*** Block opens ***
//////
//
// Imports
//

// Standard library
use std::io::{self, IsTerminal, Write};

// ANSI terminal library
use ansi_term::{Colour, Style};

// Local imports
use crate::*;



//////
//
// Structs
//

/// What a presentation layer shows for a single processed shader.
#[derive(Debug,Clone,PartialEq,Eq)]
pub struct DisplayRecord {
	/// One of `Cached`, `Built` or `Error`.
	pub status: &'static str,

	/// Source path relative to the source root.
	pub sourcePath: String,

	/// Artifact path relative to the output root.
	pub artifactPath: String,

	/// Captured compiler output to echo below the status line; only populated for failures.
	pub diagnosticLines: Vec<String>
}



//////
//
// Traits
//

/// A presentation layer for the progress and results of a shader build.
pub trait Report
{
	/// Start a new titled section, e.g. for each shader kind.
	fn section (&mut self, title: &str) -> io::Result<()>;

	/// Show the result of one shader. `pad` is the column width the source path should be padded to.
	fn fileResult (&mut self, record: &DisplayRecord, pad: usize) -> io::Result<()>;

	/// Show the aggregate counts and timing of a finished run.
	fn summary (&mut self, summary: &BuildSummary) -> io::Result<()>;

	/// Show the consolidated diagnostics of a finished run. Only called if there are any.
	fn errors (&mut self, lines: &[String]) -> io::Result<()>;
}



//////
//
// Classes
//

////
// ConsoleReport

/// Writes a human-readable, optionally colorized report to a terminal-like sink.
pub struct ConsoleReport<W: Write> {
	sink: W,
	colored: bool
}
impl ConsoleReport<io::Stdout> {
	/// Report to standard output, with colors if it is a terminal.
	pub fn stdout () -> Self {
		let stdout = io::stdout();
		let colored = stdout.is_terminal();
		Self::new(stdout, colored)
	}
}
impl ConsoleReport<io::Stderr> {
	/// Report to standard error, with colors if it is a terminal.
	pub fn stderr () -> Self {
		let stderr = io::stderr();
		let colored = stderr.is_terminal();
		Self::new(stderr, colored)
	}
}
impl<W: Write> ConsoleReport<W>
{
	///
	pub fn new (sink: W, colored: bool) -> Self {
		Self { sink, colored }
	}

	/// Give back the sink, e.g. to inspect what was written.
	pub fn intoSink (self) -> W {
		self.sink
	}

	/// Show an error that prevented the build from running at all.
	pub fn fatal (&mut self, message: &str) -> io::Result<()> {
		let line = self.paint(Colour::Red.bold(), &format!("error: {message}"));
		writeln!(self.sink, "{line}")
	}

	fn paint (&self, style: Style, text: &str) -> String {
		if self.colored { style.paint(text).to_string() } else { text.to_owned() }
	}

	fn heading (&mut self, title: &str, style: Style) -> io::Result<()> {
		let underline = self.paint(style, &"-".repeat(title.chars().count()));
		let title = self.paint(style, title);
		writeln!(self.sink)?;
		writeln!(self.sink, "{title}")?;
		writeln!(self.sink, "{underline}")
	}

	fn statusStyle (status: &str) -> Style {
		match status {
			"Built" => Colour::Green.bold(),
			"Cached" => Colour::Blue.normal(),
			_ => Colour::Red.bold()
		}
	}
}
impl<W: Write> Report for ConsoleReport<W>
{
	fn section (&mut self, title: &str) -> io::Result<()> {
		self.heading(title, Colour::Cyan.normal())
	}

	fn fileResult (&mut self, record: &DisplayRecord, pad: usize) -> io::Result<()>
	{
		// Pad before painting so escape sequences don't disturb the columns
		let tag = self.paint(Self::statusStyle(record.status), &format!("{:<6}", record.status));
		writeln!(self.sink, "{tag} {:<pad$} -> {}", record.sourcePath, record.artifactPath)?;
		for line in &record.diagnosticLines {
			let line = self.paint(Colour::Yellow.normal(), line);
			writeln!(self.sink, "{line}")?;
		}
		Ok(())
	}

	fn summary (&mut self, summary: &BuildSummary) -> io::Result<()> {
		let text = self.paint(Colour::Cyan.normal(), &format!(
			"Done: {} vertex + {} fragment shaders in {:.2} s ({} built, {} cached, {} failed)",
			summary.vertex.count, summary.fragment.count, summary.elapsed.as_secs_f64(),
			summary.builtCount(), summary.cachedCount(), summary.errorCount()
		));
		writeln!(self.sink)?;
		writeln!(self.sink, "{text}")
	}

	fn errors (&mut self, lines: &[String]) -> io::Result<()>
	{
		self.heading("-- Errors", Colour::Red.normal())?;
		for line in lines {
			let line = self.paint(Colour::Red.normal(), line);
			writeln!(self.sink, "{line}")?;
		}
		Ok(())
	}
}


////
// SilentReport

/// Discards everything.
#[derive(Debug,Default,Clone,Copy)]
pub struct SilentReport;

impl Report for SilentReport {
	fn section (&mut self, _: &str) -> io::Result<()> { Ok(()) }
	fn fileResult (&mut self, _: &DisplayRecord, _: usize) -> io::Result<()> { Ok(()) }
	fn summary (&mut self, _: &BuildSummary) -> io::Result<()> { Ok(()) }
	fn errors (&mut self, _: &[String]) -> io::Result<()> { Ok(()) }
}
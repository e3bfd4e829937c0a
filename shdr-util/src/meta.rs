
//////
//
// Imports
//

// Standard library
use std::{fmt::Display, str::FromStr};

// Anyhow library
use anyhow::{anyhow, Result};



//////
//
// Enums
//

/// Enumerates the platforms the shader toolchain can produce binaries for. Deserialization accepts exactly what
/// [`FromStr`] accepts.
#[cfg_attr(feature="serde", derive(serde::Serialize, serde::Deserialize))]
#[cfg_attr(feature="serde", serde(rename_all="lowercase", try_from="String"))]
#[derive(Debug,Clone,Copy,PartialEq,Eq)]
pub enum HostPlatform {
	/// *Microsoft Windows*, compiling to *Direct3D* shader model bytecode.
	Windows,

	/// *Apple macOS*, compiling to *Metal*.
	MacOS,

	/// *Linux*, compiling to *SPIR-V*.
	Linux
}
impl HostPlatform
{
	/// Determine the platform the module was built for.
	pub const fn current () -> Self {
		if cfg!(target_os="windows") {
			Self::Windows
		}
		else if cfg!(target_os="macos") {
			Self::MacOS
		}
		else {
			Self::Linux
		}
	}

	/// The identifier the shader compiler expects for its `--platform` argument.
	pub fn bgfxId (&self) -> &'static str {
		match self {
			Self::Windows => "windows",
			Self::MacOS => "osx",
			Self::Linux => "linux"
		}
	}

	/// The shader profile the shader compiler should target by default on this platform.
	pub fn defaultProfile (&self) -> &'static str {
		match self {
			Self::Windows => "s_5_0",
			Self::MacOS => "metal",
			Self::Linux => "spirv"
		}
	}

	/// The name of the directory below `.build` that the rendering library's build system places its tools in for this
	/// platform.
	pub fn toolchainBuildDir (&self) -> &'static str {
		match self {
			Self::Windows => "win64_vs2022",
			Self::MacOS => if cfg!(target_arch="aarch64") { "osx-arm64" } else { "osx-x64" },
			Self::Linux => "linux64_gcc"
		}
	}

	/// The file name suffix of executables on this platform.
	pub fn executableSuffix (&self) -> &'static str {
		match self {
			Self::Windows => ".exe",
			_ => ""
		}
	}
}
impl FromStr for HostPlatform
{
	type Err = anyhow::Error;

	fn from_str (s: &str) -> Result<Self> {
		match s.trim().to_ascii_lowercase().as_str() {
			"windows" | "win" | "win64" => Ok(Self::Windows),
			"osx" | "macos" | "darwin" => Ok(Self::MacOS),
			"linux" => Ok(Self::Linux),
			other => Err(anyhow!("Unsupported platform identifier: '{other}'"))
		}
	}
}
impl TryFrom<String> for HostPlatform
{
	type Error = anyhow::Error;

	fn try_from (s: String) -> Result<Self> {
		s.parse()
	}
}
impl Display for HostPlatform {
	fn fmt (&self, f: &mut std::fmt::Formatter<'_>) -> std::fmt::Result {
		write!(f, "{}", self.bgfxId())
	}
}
*** Block closes ***
*** Block opens ***
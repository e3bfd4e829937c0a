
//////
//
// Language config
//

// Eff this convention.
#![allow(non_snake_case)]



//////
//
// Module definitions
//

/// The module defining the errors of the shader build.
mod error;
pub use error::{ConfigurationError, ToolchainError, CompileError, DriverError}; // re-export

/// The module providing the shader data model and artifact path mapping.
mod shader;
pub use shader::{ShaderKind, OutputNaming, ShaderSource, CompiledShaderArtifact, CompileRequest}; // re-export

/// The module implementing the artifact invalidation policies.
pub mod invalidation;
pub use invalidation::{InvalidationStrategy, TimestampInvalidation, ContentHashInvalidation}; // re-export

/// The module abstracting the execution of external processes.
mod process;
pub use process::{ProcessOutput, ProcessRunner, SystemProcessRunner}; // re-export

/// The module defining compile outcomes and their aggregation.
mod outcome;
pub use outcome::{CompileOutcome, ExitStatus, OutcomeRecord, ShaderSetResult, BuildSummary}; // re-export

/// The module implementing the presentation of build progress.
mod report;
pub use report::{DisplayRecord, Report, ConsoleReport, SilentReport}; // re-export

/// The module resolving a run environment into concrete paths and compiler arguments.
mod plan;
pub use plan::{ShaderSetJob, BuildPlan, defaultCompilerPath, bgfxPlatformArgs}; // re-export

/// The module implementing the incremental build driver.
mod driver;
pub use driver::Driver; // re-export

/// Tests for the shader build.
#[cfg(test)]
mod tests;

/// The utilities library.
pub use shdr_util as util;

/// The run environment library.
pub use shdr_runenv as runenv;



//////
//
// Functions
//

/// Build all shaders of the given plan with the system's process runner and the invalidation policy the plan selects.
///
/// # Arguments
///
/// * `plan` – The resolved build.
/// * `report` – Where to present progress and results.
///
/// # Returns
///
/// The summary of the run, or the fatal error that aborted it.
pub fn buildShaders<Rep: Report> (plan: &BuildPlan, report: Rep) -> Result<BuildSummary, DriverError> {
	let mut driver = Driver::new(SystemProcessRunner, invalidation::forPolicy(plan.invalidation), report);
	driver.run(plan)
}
*** Block closes ***
▶ _EXERCISE_:
How many lines in the entries contain the string "finished"? Answer with the number only.

▶ _EXERCISE RESULT_:
2